▶ _Exercise objective_: In the listing beneath this line, copy exactly the lines starting with the one containing "screen.append_initial_child(outer, c).ok();" and going on through the one containing "let b = text_element(&mut".
::::
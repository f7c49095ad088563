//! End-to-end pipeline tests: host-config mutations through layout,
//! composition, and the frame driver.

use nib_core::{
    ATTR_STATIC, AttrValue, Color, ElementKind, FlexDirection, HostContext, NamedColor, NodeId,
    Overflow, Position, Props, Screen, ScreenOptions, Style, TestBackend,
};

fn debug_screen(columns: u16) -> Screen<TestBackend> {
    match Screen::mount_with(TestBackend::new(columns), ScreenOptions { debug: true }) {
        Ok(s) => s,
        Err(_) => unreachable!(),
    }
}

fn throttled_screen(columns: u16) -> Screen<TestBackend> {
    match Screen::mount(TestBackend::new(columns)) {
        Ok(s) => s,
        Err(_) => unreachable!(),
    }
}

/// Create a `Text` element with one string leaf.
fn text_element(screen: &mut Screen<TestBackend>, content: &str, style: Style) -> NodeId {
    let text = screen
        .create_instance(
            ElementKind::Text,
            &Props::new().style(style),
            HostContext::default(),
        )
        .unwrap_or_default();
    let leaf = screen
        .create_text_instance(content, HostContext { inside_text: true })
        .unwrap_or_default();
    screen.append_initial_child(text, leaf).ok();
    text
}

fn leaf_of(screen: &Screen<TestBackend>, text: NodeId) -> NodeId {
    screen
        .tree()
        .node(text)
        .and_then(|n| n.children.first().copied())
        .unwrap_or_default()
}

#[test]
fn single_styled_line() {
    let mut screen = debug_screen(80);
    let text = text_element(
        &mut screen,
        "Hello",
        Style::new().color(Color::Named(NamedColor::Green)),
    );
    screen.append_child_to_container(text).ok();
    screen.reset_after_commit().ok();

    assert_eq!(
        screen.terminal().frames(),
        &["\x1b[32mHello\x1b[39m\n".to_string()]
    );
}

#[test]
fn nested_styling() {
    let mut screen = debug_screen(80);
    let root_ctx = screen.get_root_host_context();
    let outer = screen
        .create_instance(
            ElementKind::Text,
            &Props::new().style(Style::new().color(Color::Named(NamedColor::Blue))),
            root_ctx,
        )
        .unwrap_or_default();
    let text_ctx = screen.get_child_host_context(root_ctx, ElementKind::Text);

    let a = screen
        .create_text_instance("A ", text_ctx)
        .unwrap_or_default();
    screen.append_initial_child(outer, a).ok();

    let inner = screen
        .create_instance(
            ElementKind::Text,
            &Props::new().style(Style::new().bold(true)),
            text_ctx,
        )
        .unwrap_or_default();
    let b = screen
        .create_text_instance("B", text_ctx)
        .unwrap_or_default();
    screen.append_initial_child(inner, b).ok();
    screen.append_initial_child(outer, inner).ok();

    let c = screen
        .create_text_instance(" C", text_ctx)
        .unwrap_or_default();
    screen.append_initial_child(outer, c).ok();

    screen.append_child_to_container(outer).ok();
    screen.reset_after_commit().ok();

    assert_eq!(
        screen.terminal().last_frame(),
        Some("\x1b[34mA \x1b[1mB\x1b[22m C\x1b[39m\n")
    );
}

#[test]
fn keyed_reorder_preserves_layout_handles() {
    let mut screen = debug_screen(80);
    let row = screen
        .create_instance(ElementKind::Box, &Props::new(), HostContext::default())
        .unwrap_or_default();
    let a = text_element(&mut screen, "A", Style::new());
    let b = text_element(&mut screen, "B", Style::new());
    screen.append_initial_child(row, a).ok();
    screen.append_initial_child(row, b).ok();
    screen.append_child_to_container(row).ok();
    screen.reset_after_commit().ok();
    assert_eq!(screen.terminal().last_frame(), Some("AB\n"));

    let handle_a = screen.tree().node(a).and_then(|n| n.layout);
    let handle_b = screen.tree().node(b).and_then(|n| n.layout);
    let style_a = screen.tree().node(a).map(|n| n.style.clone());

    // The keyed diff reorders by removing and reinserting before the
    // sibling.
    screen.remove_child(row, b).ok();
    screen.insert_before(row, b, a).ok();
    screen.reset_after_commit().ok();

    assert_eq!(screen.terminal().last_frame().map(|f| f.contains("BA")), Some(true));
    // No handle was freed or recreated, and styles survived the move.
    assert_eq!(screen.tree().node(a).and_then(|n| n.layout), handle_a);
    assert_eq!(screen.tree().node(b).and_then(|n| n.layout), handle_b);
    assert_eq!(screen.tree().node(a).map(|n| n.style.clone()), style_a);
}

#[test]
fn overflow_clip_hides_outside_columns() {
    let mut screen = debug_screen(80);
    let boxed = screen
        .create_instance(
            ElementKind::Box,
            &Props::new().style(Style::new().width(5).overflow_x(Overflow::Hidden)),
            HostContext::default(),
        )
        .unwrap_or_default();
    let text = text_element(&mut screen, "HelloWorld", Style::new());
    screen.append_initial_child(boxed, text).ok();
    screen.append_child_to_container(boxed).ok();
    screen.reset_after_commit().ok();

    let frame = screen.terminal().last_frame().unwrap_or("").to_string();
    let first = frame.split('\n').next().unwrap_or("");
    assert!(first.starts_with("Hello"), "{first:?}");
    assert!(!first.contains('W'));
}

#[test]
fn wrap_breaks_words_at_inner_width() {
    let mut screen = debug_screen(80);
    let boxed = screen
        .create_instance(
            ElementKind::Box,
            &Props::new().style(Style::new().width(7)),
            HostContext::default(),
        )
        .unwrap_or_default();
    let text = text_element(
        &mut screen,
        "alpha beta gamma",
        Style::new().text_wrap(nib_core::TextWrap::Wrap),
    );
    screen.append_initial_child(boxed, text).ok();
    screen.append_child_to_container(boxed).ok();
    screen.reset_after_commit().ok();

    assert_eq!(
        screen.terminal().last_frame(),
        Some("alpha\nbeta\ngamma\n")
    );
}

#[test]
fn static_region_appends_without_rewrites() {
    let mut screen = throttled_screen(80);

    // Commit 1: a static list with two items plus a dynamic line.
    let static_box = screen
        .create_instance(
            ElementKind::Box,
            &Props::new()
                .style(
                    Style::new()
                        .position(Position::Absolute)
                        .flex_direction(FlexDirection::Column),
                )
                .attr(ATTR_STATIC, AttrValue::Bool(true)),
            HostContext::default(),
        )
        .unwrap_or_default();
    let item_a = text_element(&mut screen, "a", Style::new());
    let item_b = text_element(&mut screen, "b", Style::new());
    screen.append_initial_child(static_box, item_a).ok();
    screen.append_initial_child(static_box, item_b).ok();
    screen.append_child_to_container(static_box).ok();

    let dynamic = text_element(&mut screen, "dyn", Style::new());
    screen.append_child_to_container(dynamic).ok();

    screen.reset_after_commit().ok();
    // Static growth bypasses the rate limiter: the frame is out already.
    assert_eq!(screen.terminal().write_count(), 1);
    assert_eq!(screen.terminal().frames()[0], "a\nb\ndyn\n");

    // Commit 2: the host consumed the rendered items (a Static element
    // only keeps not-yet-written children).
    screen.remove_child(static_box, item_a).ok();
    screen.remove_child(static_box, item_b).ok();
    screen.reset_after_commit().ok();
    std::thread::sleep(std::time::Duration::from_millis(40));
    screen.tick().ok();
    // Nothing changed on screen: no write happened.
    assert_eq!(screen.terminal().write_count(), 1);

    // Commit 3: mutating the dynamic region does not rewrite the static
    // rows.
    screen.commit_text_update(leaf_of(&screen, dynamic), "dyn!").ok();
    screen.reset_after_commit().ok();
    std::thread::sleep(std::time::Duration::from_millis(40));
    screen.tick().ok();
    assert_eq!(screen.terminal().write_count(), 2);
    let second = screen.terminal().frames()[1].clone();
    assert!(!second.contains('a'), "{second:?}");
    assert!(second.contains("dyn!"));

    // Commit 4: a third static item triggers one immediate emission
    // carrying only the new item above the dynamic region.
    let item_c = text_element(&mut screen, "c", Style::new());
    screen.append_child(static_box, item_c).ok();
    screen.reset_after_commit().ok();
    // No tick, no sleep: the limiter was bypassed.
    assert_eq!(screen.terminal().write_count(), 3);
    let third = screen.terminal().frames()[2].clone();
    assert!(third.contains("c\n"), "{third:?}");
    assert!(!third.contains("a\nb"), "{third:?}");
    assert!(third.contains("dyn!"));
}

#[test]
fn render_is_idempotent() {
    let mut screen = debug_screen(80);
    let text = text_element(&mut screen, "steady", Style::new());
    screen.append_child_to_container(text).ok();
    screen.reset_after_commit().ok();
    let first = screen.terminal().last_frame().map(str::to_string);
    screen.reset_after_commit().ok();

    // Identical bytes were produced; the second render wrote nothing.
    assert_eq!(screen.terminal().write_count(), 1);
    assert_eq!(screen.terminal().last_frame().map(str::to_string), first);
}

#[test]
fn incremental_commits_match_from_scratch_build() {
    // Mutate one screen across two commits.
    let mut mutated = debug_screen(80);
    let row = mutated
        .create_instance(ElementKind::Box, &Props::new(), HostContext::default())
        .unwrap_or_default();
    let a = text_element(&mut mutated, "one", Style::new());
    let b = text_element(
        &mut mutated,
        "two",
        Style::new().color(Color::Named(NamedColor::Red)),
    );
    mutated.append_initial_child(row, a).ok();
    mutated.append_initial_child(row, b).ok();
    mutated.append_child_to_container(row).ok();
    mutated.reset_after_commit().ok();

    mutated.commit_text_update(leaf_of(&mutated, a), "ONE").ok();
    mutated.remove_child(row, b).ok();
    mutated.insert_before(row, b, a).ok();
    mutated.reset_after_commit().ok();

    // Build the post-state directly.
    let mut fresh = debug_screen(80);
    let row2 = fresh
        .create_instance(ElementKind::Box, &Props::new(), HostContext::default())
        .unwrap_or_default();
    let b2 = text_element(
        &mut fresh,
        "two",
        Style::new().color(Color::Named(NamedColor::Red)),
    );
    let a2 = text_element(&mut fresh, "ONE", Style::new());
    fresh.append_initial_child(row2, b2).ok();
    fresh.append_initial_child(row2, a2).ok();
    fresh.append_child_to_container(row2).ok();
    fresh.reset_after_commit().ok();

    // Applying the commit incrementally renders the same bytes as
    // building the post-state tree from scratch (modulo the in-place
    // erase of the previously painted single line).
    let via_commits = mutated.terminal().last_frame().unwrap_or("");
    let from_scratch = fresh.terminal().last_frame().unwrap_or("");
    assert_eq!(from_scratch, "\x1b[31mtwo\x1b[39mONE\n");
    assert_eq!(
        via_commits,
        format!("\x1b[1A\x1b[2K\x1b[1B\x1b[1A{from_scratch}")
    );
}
::::
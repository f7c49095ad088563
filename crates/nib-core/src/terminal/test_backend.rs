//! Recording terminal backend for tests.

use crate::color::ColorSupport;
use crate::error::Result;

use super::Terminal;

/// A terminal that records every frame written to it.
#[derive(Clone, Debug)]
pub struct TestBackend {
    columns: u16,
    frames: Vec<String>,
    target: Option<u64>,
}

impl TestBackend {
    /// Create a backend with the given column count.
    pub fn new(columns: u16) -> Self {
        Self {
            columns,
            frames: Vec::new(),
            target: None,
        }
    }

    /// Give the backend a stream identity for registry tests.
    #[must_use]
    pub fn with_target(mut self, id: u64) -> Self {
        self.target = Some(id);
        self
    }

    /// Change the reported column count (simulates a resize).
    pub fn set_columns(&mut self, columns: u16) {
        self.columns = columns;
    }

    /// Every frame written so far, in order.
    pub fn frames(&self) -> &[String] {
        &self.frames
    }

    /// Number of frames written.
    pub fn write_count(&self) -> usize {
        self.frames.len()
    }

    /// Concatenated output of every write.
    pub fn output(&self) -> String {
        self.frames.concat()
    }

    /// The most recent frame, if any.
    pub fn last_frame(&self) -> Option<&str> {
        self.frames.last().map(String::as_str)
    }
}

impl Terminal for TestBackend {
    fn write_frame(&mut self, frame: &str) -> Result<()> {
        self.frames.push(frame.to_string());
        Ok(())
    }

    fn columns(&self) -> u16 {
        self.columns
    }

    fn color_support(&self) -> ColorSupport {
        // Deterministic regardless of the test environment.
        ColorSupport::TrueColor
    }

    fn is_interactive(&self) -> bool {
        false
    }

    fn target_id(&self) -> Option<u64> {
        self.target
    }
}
::::
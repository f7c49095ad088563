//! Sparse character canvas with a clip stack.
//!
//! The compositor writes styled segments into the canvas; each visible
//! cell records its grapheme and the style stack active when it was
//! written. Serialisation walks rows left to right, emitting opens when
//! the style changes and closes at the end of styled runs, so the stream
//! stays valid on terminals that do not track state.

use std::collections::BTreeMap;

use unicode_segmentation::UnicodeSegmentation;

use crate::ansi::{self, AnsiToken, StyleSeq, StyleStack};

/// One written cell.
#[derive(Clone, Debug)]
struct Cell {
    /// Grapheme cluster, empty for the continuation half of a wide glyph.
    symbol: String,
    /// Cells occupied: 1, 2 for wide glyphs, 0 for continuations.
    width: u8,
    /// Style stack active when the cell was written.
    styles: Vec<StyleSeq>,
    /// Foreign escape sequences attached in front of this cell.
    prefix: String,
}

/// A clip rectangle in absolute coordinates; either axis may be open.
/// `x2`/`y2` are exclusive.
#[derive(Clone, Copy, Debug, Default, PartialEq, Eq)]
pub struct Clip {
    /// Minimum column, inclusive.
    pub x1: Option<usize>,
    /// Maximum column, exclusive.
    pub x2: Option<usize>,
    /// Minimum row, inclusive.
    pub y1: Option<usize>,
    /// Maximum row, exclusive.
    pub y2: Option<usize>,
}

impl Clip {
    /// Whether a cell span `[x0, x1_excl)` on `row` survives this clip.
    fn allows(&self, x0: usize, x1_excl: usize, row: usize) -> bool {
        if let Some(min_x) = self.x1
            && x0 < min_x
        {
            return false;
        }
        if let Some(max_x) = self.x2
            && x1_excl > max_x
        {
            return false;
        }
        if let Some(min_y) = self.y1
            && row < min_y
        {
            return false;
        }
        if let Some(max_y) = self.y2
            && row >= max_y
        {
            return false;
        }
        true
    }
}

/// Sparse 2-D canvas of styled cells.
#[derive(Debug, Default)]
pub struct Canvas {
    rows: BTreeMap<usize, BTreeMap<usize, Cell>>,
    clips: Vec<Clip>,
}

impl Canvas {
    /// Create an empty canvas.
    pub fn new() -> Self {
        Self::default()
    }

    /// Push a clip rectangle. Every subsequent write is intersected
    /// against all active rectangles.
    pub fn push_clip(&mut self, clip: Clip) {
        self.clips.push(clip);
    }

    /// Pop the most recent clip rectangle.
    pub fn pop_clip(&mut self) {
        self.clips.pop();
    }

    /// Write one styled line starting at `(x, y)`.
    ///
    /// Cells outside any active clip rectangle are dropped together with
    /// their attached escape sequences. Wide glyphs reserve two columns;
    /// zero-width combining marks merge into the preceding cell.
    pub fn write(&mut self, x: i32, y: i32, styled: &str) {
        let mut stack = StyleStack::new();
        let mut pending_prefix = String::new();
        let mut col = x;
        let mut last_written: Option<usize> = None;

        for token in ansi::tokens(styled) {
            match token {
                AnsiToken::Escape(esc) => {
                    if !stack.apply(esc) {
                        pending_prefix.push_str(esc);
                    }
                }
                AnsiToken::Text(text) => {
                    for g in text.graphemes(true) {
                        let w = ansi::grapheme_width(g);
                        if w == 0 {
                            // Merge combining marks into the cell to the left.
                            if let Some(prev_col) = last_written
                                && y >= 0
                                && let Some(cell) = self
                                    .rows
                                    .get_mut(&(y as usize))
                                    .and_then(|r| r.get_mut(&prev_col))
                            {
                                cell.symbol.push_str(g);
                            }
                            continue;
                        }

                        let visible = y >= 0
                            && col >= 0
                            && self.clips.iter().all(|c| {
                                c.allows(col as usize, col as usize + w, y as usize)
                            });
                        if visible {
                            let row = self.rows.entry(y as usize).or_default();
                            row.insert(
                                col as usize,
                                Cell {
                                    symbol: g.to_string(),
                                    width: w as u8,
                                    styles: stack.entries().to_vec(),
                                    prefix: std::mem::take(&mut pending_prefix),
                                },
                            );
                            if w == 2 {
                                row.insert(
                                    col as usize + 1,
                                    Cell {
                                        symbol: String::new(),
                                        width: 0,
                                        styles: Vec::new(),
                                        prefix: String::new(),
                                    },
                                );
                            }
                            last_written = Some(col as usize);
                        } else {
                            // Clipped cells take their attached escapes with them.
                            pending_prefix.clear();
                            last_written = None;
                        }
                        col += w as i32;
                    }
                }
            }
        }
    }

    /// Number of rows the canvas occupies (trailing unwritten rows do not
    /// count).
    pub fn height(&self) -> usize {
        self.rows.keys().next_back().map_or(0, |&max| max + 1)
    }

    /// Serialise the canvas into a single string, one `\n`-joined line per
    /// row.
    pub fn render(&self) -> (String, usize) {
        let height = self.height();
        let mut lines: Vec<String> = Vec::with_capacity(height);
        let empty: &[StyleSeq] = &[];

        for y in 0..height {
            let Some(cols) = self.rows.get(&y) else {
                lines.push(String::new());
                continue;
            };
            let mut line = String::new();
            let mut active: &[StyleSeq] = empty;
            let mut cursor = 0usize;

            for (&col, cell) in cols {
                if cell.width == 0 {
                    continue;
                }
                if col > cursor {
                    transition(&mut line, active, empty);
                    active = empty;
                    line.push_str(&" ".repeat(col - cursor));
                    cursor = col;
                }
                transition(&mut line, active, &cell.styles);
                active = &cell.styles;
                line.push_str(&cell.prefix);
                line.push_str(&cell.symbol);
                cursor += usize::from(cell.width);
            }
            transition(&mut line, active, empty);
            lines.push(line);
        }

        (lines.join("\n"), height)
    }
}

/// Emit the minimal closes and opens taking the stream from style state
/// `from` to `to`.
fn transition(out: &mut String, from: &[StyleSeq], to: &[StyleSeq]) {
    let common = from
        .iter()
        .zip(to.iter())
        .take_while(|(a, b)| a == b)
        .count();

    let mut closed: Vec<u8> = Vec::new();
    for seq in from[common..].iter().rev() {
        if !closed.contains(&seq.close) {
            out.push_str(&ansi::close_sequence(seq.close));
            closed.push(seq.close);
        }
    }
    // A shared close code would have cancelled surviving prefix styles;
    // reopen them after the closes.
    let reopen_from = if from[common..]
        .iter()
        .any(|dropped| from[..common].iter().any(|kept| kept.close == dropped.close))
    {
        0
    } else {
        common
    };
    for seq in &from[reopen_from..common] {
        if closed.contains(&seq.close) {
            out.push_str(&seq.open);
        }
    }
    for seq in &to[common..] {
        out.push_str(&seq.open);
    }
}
::::
▶ _The completed task_:
    screen.append_initial_child(outer, c).ok();

    screen.append_child_to_container(outer).ok();
    screen.reset_after_commit().ok();

    assert_eq!(
        screen.terminal().last_frame(),
        Some("\x1b[34mA \x1b[1mB\x1b[22m C\x1b[39m\n")
    );
}

#[test]
fn keyed_reorder_preserves_layout_handles() {
    let mut screen = debug_screen(80);
    let row = screen
        .create_instance(ElementKind::Box, &Props::new(), HostContext::default())
        .unwrap_or_default();
    let a = text_element(&mut screen, "A", Style::new());
    let b = text_element(&mut screen, "B", Style::new());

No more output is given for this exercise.